--- START ---
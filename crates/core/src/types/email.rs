//! Email address type.
//!
//! The email is the storefront's only notion of identity: it is what sign-in
//! stores in the session, what orders are stamped with, and what order
//! history is filtered by. Addresses are normalized to lowercase so the same
//! customer always maps to the same identity.

use core::fmt;

use serde::{Deserialize, Serialize};

/// Errors that can occur when parsing an [`Email`].
#[derive(thiserror::Error, Debug, Clone, PartialEq, Eq)]
pub enum EmailError {
    /// The input string is empty.
    #[error("email cannot be empty")]
    Empty,
    /// The input string is too long.
    #[error("email must be at most {max} characters")]
    TooLong {
        /// Maximum allowed length.
        max: usize,
    },
    /// The input does not contain exactly one @ symbol.
    #[error("email must contain exactly one @ symbol")]
    MissingAtSymbol,
    /// The local part (before @) is empty.
    #[error("email local part cannot be empty")]
    EmptyLocalPart,
    /// The domain part (after @) is empty.
    #[error("email domain cannot be empty")]
    EmptyDomain,
    /// The address contains whitespace.
    #[error("email cannot contain whitespace")]
    Whitespace,
}

/// A normalized email address.
///
/// ## Constraints
///
/// - Surrounding whitespace is trimmed, the rest is lowercased
/// - Length: 1-254 characters (RFC 5321 limit)
/// - Exactly one @ with a non-empty local part and domain
///
/// ```
/// use cartwheel_core::Email;
///
/// let email = Email::parse("  Bob@Example.com ").unwrap();
/// assert_eq!(email.as_str(), "bob@example.com");
///
/// assert!(Email::parse("").is_err());
/// assert!(Email::parse("no-at-symbol").is_err());
/// assert!(Email::parse("a@b@c").is_err());
/// ```
#[derive(Debug, Clone, Serialize, Deserialize, PartialEq, Eq, Hash)]
#[serde(transparent)]
pub struct Email(String);

impl Email {
    /// Maximum length of an email address (RFC 5321).
    pub const MAX_LENGTH: usize = 254;

    /// Parse and normalize an `Email`.
    ///
    /// # Errors
    ///
    /// Returns an error describing the first violated constraint.
    pub fn parse(s: &str) -> Result<Self, EmailError> {
        let s = s.trim();
        if s.is_empty() {
            return Err(EmailError::Empty);
        }

        if s.len() > Self::MAX_LENGTH {
            return Err(EmailError::TooLong {
                max: Self::MAX_LENGTH,
            });
        }

        if s.chars().any(char::is_whitespace) {
            return Err(EmailError::Whitespace);
        }

        let (local, domain) = s.split_once('@').ok_or(EmailError::MissingAtSymbol)?;
        if domain.contains('@') {
            return Err(EmailError::MissingAtSymbol);
        }
        if local.is_empty() {
            return Err(EmailError::EmptyLocalPart);
        }
        if domain.is_empty() {
            return Err(EmailError::EmptyDomain);
        }

        Ok(Self(s.to_lowercase()))
    }

    /// Returns the email address as a string slice.
    #[must_use]
    pub fn as_str(&self) -> &str {
        &self.0
    }

    /// Consumes the `Email` and returns its inner string.
    #[must_use]
    pub fn into_inner(self) -> String {
        self.0
    }
}

impl fmt::Display for Email {
    fn fmt(&self, f: &mut fmt::Formatter<'_>) -> fmt::Result {
        f.write_str(&self.0)
    }
}

impl std::str::FromStr for Email {
    type Err = EmailError;

    fn from_str(s: &str) -> Result<Self, Self::Err> {
        Self::parse(s)
    }
}

impl AsRef<str> for Email {
    fn as_ref(&self) -> &str {
        &self.0
    }
}

#[cfg(feature = "postgres")]
impl sqlx::Type<sqlx::Postgres> for Email {
    fn type_info() -> sqlx::postgres::PgTypeInfo {
        <String as sqlx::Type<sqlx::Postgres>>::type_info()
    }

    fn compatible(ty: &sqlx::postgres::PgTypeInfo) -> bool {
        <String as sqlx::Type<sqlx::Postgres>>::compatible(ty)
    }
}

#[cfg(feature = "postgres")]
impl<'r> sqlx::Decode<'r, sqlx::Postgres> for Email {
    fn decode(value: sqlx::postgres::PgValueRef<'r>) -> Result<Self, sqlx::error::BoxDynError> {
        let s = <String as sqlx::Decode<sqlx::Postgres>>::decode(value)?;
        Ok(Self::parse(&s)?)
    }
}

#[cfg(feature = "postgres")]
impl sqlx::Encode<'_, sqlx::Postgres> for Email {
    fn encode_by_ref(
        &self,
        buf: &mut sqlx::postgres::PgArgumentBuffer,
    ) -> Result<sqlx::encode::IsNull, sqlx::error::BoxDynError> {
        <String as sqlx::Encode<sqlx::Postgres>>::encode_by_ref(&self.0, buf)
    }
}

#[cfg(test)]
#[allow(clippy::unwrap_used)]
mod tests {
    use super::*;

    #[test]
    fn test_normalizes_case_and_whitespace() {
        let email = Email::parse("\tUser.Name+Tag@Example.COM\n").unwrap();
        assert_eq!(email.as_str(), "user.name+tag@example.com");
    }

    #[test]
    fn test_same_identity_regardless_of_case() {
        assert_eq!(
            Email::parse("bob@example.com").unwrap(),
            Email::parse("BOB@example.com").unwrap()
        );
    }

    #[test]
    fn test_rejections() {
        assert_eq!(Email::parse("   "), Err(EmailError::Empty));
        assert_eq!(Email::parse("nope"), Err(EmailError::MissingAtSymbol));
        assert_eq!(Email::parse("a@b@c"), Err(EmailError::MissingAtSymbol));
        assert_eq!(Email::parse("@x.com"), Err(EmailError::EmptyLocalPart));
        assert_eq!(Email::parse("bob@"), Err(EmailError::EmptyDomain));
        assert_eq!(Email::parse("bo b@x.com"), Err(EmailError::Whitespace));
    }

    #[test]
    fn test_too_long() {
        let long = format!("{}@example.com", "a".repeat(250));
        assert!(matches!(
            Email::parse(&long),
            Err(EmailError::TooLong { .. })
        ));
    }

    #[test]
    fn test_serde_is_plain_string() {
        let email = Email::parse("bob@example.com").unwrap();
        assert_eq!(
            serde_json::to_string(&email).unwrap(),
            "\"bob@example.com\""
        );
    }
}
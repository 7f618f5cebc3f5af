//! Product listing, lookup, search and admin product creation.

use reqwest::StatusCode;
use serde_json::{Value, json};

use cartwheel_integration_tests::{ADMIN_SECRET, TestServer};

fn names(body: &Value) -> Vec<String> {
    body["success"]
        .as_array()
        .expect("product list")
        .iter()
        .map(|p| p["name"].as_str().unwrap_or_default().to_owned())
        .collect()
}

#[tokio::test]
async fn test_addproduct_checks_secret_before_fields() {
    let server = TestServer::spawn().await;
    let client = server.client();
    server.register(&client, "ops@example.com").await;

    let product = [
        ("name", "Widget"),
        ("price", "9.99"),
        ("sku", "W-1"),
        ("image", "http://x/1.png"),
    ];

    let (status, body) = server
        .post(&client, "/api/products/addproduct", &product)
        .await;
    assert_eq!(status, StatusCode::FORBIDDEN);
    assert_eq!(body, json!({ "error": "User not authenticated" }));

    let mut wrong = product.to_vec();
    wrong.push(("secretKey", "not-the-key"));
    let (status, _) = server.post(&client, "/api/products/addproduct", &wrong).await;
    assert_eq!(status, StatusCode::FORBIDDEN);

    let (status, body) = server
        .post(
            &client,
            "/api/products/addproduct",
            &[("secretKey", ADMIN_SECRET), ("name", "Widget")],
        )
        .await;
    assert_eq!(status, StatusCode::BAD_REQUEST);
    assert_eq!(body, json!({ "error": "Missing data" }));

    let (status, _) = server
        .post(
            &client,
            "/api/products/addproduct",
            &[
                ("secretKey", ADMIN_SECRET),
                ("name", "Widget"),
                ("price", "-3"),
                ("sku", "W-1"),
                ("image", "http://x/1.png"),
            ],
        )
        .await;
    assert_eq!(status, StatusCode::BAD_REQUEST);

    // Above what the catalog column can hold
    let (status, _) = server
        .post(
            &client,
            "/api/products/addproduct",
            &[
                ("secretKey", ADMIN_SECRET),
                ("name", "Widget"),
                ("price", "10000000000"),
                ("sku", "W-1"),
                ("image", "http://x/1.png"),
            ],
        )
        .await;
    assert_eq!(status, StatusCode::BAD_REQUEST);

    let mut valid = product.to_vec();
    valid.push(("secretKey", ADMIN_SECRET));
    let (status, body) = server.post(&client, "/api/products/addproduct", &valid).await;
    assert_eq!(status, StatusCode::OK);
    assert_eq!(body, json!({ "success": true }));

    // Written to both the store and the index
    let (_, body) = server.get(&client, "/api/products").await;
    assert_eq!(names(&body), ["Widget"]);
    let (_, body) = server.get(&client, "/api/products/search/widg").await;
    assert_eq!(names(&body), ["Widget"]);
}

#[tokio::test]
async fn test_addproduct_requires_session() {
    let server = TestServer::spawn().await;
    let (status, _) = server
        .post(
            &server.client(),
            "/api/products/addproduct",
            &[
                ("secretKey", ADMIN_SECRET),
                ("name", "Widget"),
                ("price", "9.99"),
                ("sku", "W-1"),
                ("image", "http://x/1.png"),
            ],
        )
        .await;
    assert_eq!(status, StatusCode::FORBIDDEN);
    assert!(server.state.catalog().list().await.expect("list").is_empty());
}

#[tokio::test]
async fn test_product_lookup() {
    let server = TestServer::spawn().await;
    let widget = server.seed_product("Widget", "9.99").await;
    let client = server.client();
    server.register(&client, "amy@example.com").await;

    let (status, body) = server
        .get(&client, &format!("/api/products/id/{}", widget.id))
        .await;
    assert_eq!(status, StatusCode::OK);
    assert_eq!(body["success"]["id"], widget.id.as_str());
    assert_eq!(body["success"]["name"], "Widget");
    assert_eq!(body["success"]["sku"], "SKU-1");

    let (status, body) = server.get(&client, "/api/products/id/missing").await;
    assert_eq!(status, StatusCode::OK);
    assert_eq!(body, json!({ "error": "Product not found" }));
}

#[tokio::test]
async fn test_search_substring_recency_and_miss() {
    let server = TestServer::spawn().await;
    server.seed_product("Blue Widget", "3").await;
    server.seed_product("Gadget", "4").await;
    server.seed_product("Red Widget", "5").await;
    let client = server.client();
    server.register(&client, "amy@example.com").await;

    let (status, body) = server.get(&client, "/api/products/search/WIDGET").await;
    assert_eq!(status, StatusCode::OK);
    assert_eq!(names(&body), ["Red Widget", "Blue Widget"]);

    let (status, body) = server.get(&client, "/api/products/search/sprocket").await;
    assert_eq!(status, StatusCode::OK);
    assert_eq!(body, json!({ "success": [] }));
}

#[tokio::test]
async fn test_sorted_listing() {
    let server = TestServer::spawn().await;
    server.seed_product("B", "3").await;
    server.seed_product("A", "2").await;
    server.seed_product("C", "1").await;
    let client = server.client();
    server.register(&client, "amy@example.com").await;

    let (_, body) = server.get(&client, "/api/products/sort/price").await;
    assert_eq!(names(&body), ["C", "A", "B"]);
    let (_, body) = server.get(&client, "/api/products/sort/name").await;
    assert_eq!(names(&body), ["A", "B", "C"]);

    let (status, _) = server.get(&client, "/api/products/sort/colour").await;
    assert_eq!(status, StatusCode::BAD_REQUEST);
}
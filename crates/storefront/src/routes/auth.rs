//! Authentication route handlers.
//!
//! Sign-in and registration both leave the caller signed in. Logout removes
//! the identity and the cart but keeps the session itself.

use axum::{Form, Json, extract::State};
use serde::Deserialize;
use tower_sessions::Session;
use tracing::{info, instrument};

use super::{Success, success};
use crate::error::{AppError, Result};
use crate::middleware::{clear_identity, set_identity};
use crate::state::AppState;

/// Sign-in and registration form data.
#[derive(Debug, Deserialize)]
pub struct CredentialsForm {
    pub email: Option<String>,
    pub pass: Option<String>,
}

impl CredentialsForm {
    fn fields(&self) -> Option<(&str, &str)> {
        Some((self.email.as_deref()?, self.pass.as_deref()?))
    }
}

/// Handle login form submission.
///
/// POST /api/login
#[instrument(skip(state, session, form))]
pub async fn login(
    State(state): State<AppState>,
    session: Session,
    Form(form): Form<CredentialsForm>,
) -> Result<Json<Success<&'static str>>> {
    let (email, pass) = form.fields().ok_or(AppError::InvalidCredentials)?;

    let email = state
        .auth()
        .sign_in(email, pass)
        .await
        .map_err(AppError::from_sign_in)?;
    set_identity(&session, &email).await?;

    info!(email = %email, "Customer signed in");
    Ok(success("Successful authentication"))
}

/// Handle registration form submission.
///
/// POST /api/register
#[instrument(skip(state, session, form))]
pub async fn register(
    State(state): State<AppState>,
    session: Session,
    Form(form): Form<CredentialsForm>,
) -> Result<Json<Success<&'static str>>> {
    let (email, pass) = form
        .fields()
        .ok_or_else(|| AppError::RegistrationFailed("missing email or password".to_string()))?;

    let email = state
        .auth()
        .register(email, pass)
        .await
        .map_err(AppError::from_register)?;
    set_identity(&session, &email).await?;

    info!(email = %email, "Customer registered");
    Ok(success("Successful registration"))
}

/// Sign out.
///
/// GET /api/logout
#[instrument(skip(session))]
pub async fn logout(session: Session) -> Result<Json<Success<&'static str>>> {
    clear_identity(&session).await?;
    Ok(success("Successfully logged out"))
}
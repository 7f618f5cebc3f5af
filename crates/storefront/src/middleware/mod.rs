//! HTTP middleware stack for storefront.
//!
//! # Middleware Order (bottom to top in Router)
//!
//! 1. Sentry layer (capture errors)
//! 2. `TraceLayer` (request tracing)
//! 3. Request ID (add unique ID to each request)
//! 4. Session layer (tower-sessions)
//! 5. Rate limiting on sign-in and registration (governor)

pub mod auth;
pub mod rate_limit;
pub mod request_id;
pub mod session;

pub use auth::{RequireAuth, clear_identity, set_identity};
pub use rate_limit::auth_rate_limiter;
pub use request_id::request_id_middleware;
pub use session::{create_session_layer, session_layer};
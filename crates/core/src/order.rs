//! Orders produced by checkout.

use serde::{Deserialize, Serialize};

use crate::cart::{Cart, CartItems};
use crate::types::{Email, OrderId, Price, UnixTimestamp};

/// Buyer-supplied shipping fields.
#[derive(Debug, Clone, PartialEq, Eq, Serialize, Deserialize)]
pub struct ShippingDetails {
    pub name: String,
    pub address: String,
    pub phone: String,
}

/// Validation failures for [`ShippingDetails`].
#[derive(thiserror::Error, Debug, Clone, PartialEq, Eq)]
pub enum ShippingError {
    #[error("{0} is required")]
    MissingField(&'static str),
}

impl ShippingDetails {
    /// # Errors
    ///
    /// Returns the first blank field.
    pub fn parse(name: &str, address: &str, phone: &str) -> Result<Self, ShippingError> {
        let field = |label: &'static str, value: &str| {
            let value = value.trim();
            if value.is_empty() {
                Err(ShippingError::MissingField(label))
            } else {
                Ok(value.to_owned())
            }
        };

        Ok(Self {
            name: field("name", name)?,
            address: field("address", address)?,
            phone: field("phone", phone)?,
        })
    }
}

/// Immutable snapshot of a cart at checkout time.
#[derive(Debug, Clone, PartialEq, Serialize, Deserialize)]
pub struct Order {
    pub name: String,
    pub address: String,
    pub phone: String,
    pub email: Email,
    pub created_at: UnixTimestamp,
    pub items: CartItems,
    pub total_quantity: u32,
    pub total_price: Price,
}

impl Order {
    /// Snapshot `cart` for `email`. The cart itself is not consumed so that it
    /// can be kept if persisting the order fails.
    #[must_use]
    pub fn from_cart(
        cart: &Cart,
        email: Email,
        shipping: ShippingDetails,
        created_at: UnixTimestamp,
    ) -> Self {
        Self {
            name: shipping.name,
            address: shipping.address,
            phone: shipping.phone,
            email,
            created_at,
            items: cart.items().clone(),
            total_quantity: cart.total_quantity(),
            total_price: cart.total_price(),
        }
    }
}

/// An order together with its store-generated key.
#[derive(Debug, Clone, PartialEq, Serialize, Deserialize)]
pub struct StoredOrder {
    pub id: OrderId,
    #[serde(flatten)]
    pub order: Order,
}
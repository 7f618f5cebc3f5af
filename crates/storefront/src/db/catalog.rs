//! Catalog records.

use async_trait::async_trait;
use rust_decimal::Decimal;
use sqlx::PgPool;

use cartwheel_core::{NewProduct, Price, Product, ProductId, ProductSortKey, UnixTimestamp};

use super::{StoreError, generate_key};

/// The primary store for products.
#[async_trait]
pub trait CatalogStore: Send + Sync {
    /// Insert a product and return its generated key.
    async fn create(
        &self,
        product: &NewProduct,
        created_at: UnixTimestamp,
    ) -> Result<ProductId, StoreError>;

    /// Fetch one product.
    async fn get(&self, id: &ProductId) -> Result<Option<Product>, StoreError>;

    /// Every product, in insertion order.
    async fn list_all(&self) -> Result<Vec<Product>, StoreError>;

    /// Every product, ascending by `key`.
    async fn list_ordered_by(&self, key: ProductSortKey) -> Result<Vec<Product>, StoreError>;

    /// Check that the store is reachable.
    async fn ping(&self) -> Result<(), StoreError> {
        Ok(())
    }
}

#[derive(sqlx::FromRow)]
struct ProductRow {
    id: String,
    name: String,
    price: Decimal,
    sku: String,
    image: String,
    created_at: f64,
}

impl TryFrom<ProductRow> for Product {
    type Error = StoreError;

    fn try_from(row: ProductRow) -> Result<Self, Self::Error> {
        let price = Price::new(row.price).map_err(|e| {
            StoreError::DataCorruption(format!("invalid price for product {}: {e}", row.id))
        })?;

        Ok(Self {
            id: ProductId::new(row.id),
            name: row.name,
            price,
            sku: row.sku,
            image: row.image,
            created_at: UnixTimestamp::from_secs_f64(row.created_at),
        })
    }
}

/// `PostgreSQL` adapter for [`CatalogStore`].
#[derive(Clone)]
pub struct PgCatalogStore {
    pool: PgPool,
}

impl PgCatalogStore {
    #[must_use]
    pub const fn new(pool: PgPool) -> Self {
        Self { pool }
    }
}

#[async_trait]
impl CatalogStore for PgCatalogStore {
    async fn create(
        &self,
        product: &NewProduct,
        created_at: UnixTimestamp,
    ) -> Result<ProductId, StoreError> {
        let id = generate_key();

        sqlx::query(
            r"
            INSERT INTO storefront.product (id, name, price, sku, image, created_at)
            VALUES ($1, $2, $3, $4, $5, $6)
            ",
        )
        .bind(&id)
        .bind(product.name())
        .bind(product.price().amount())
        .bind(product.sku())
        .bind(product.image())
        .bind(created_at.as_secs_f64())
        .execute(&self.pool)
        .await
        .map_err(|e| {
            if let sqlx::Error::Database(ref db_err) = e
                && db_err.is_unique_violation()
            {
                return StoreError::Conflict("product key already exists".to_owned());
            }
            StoreError::Database(e)
        })?;

        Ok(ProductId::new(id))
    }

    async fn get(&self, id: &ProductId) -> Result<Option<Product>, StoreError> {
        let row = sqlx::query_as::<_, ProductRow>(
            r"
            SELECT id, name, price, sku, image, created_at
            FROM storefront.product
            WHERE id = $1
            ",
        )
        .bind(id.as_str())
        .fetch_optional(&self.pool)
        .await?;

        row.map(Product::try_from).transpose()
    }

    async fn list_all(&self) -> Result<Vec<Product>, StoreError> {
        let rows = sqlx::query_as::<_, ProductRow>(
            r"
            SELECT id, name, price, sku, image, created_at
            FROM storefront.product
            ORDER BY seq
            ",
        )
        .fetch_all(&self.pool)
        .await?;

        rows.into_iter().map(Product::try_from).collect()
    }

    async fn list_ordered_by(&self, key: ProductSortKey) -> Result<Vec<Product>, StoreError> {
        // `column()` only yields fixed identifiers, never user input.
        let sql = format!(
            "SELECT id, name, price, sku, image, created_at \
             FROM storefront.product \
             ORDER BY {}, id",
            key.column()
        );

        let rows = sqlx::query_as::<_, ProductRow>(&sql)
            .fetch_all(&self.pool)
            .await?;

        rows.into_iter().map(Product::try_from).collect()
    }

    async fn ping(&self) -> Result<(), StoreError> {
        sqlx::query("SELECT 1").execute(&self.pool).await?;
        Ok(())
    }
}
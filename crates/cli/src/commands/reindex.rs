//! Trigger a search index rebuild on a running storefront.
//!
//! # Environment Variables
//!
//! - `STOREFRONT_ADMIN_SECRET` - Admin key sent as `secretKey`

use secrecy::ExposeSecret;
use serde::Deserialize;
use tracing::info;

use super::required_secret;

#[derive(Debug, Deserialize)]
#[serde(untagged)]
enum ReindexResponse {
    Success { success: ReindexReport },
    Error { error: String },
}

#[derive(Debug, Deserialize)]
struct ReindexReport {
    documents: usize,
}

/// Rebuild the search index at `base_url` and report the document count.
///
/// # Errors
///
/// Returns an error if the admin secret is missing, the request fails, or
/// the storefront rejects it.
pub async fn trigger(base_url: &str) -> Result<(), Box<dyn std::error::Error>> {
    let secret = required_secret("STOREFRONT_ADMIN_SECRET")?;
    let endpoint = format!("{}/api/admin/reindex", base_url.trim_end_matches('/'));

    info!(endpoint = %endpoint, "Requesting reindex");
    let response = reqwest::Client::new()
        .post(&endpoint)
        .form(&[("secretKey", secret.expose_secret())])
        .send()
        .await?;

    let status = response.status();
    match response.json::<ReindexResponse>().await? {
        ReindexResponse::Success { success } => {
            info!(documents = success.documents, "Search index rebuilt");
            Ok(())
        }
        ReindexResponse::Error { error } => Err(format!("{status}: {error}").into()),
    }
}
//! Cart, checkout and order history handlers.
//!
//! The cart lives in the session under a single key. Responses carry a
//! [`CartSnapshot`]: `{email, items: [[id, line], ...], all_total_quantity,
//! all_total_price}`.

use axum::{
    Form, Json,
    extract::{Path, State},
};
use serde::Deserialize;
use tower_sessions::Session;
use tracing::{instrument, warn};

use cartwheel_core::{CartSnapshot, OrderId, ProductId, Quantity, ShippingDetails, StoredOrder};

use super::{Success, success};
use crate::error::{AppError, Result, add_breadcrumb};
use crate::middleware::RequireAuth;
use crate::services::{CartEngine, CartError, CheckoutEngine};
use crate::state::AppState;

/// Add to cart form data. `name` carries the product id.
#[derive(Debug, Deserialize)]
pub struct AddToCartForm {
    pub name: Option<String>,
    pub quantity: Option<String>,
}

/// Shipping form data.
#[derive(Debug, Deserialize)]
pub struct CheckoutForm {
    pub name: Option<String>,
    pub address: Option<String>,
    pub phone: Option<String>,
}

/// Add a product to the cart.
///
/// POST /api/products/add
///
/// An unknown product leaves the cart as it was and still answers 200.
#[instrument(skip(state, session, email))]
pub async fn add(
    State(state): State<AppState>,
    session: Session,
    RequireAuth(email): RequireAuth,
    Form(form): Form<AddToCartForm>,
) -> Result<Json<Success<CartSnapshot>>> {
    let (Some(id), Some(quantity)) = (form.name.as_deref(), form.quantity.as_deref()) else {
        return Err(AppError::Validation("Missing data".to_string()));
    };
    let id = ProductId::new(id.trim());
    let quantity = Quantity::parse(quantity).map_err(|e| AppError::Validation(e.to_string()))?;

    let engine = CartEngine::new(state.catalog());
    let cart = match engine.add_item(&session, &id, quantity).await {
        Ok(cart) => Some(cart),
        Err(CartError::Lookup(e)) => {
            warn!(product_id = %id, error = %e, "Add to cart skipped");
            engine.current(&session).await?
        }
        Err(e) => return Err(e.into()),
    };

    add_breadcrumb("cart", "Item added", Some(&[("product_id", id.as_str())][..]));
    Ok(success(CartSnapshot::new(email, cart.as_ref())))
}

/// Current cart.
///
/// GET /api/products/cart
#[instrument(skip(state, session, email))]
pub async fn show(
    State(state): State<AppState>,
    session: Session,
    RequireAuth(email): RequireAuth,
) -> Result<Json<Success<CartSnapshot>>> {
    let cart = CartEngine::new(state.catalog()).current(&session).await?;
    Ok(success(CartSnapshot::new(email, cart.as_ref())))
}

/// Remove a product's line from the cart.
///
/// GET /api/products/delete/{id}
#[instrument(skip(state, session, email))]
pub async fn remove(
    State(state): State<AppState>,
    session: Session,
    RequireAuth(email): RequireAuth,
    Path(id): Path<String>,
) -> Result<Json<Success<CartSnapshot>>> {
    let cart = CartEngine::new(state.catalog())
        .remove_item(&session, &ProductId::new(id))
        .await?;
    Ok(success(CartSnapshot::new(email, cart.as_ref())))
}

/// Drop the cart.
///
/// GET /api/products/empty
#[instrument(skip(state, session, _auth))]
pub async fn empty(
    State(state): State<AppState>,
    session: Session,
    _auth: RequireAuth,
) -> Result<Json<Success<&'static str>>> {
    CartEngine::new(state.catalog()).empty(&session).await?;
    Ok(success("Successfully emptied cart"))
}

/// Turn the cart into an order.
///
/// POST /api/products/checkout
///
/// The cart survives any failure so the customer can retry.
#[instrument(skip(state, session, email, form))]
pub async fn checkout(
    State(state): State<AppState>,
    session: Session,
    RequireAuth(email): RequireAuth,
    Form(form): Form<CheckoutForm>,
) -> Result<Json<Success<OrderId>>> {
    let shipping = ShippingDetails::parse(
        form.name.as_deref().unwrap_or_default(),
        form.address.as_deref().unwrap_or_default(),
        form.phone.as_deref().unwrap_or_default(),
    )
    .map_err(|e| AppError::Validation(e.to_string()))?;

    let id = CheckoutEngine::new(state.orders())
        .checkout(&session, &email, shipping)
        .await?;
    Ok(success(id))
}

/// The caller's orders, oldest first.
///
/// GET /api/vieworder
#[instrument(skip(state, email))]
pub async fn orders(
    State(state): State<AppState>,
    RequireAuth(email): RequireAuth,
) -> Result<Json<Success<Vec<StoredOrder>>>> {
    let orders = CheckoutEngine::new(state.orders())
        .orders_for(&email)
        .await?;
    Ok(success(orders))
}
--- END ---
◆ What you will do
Filter the data above down to lines with the word "execute", and copy them.

◆ Task response
        .execute(&self.pool)
        sqlx::query("SELECT 1").execute(&self.pool).await?;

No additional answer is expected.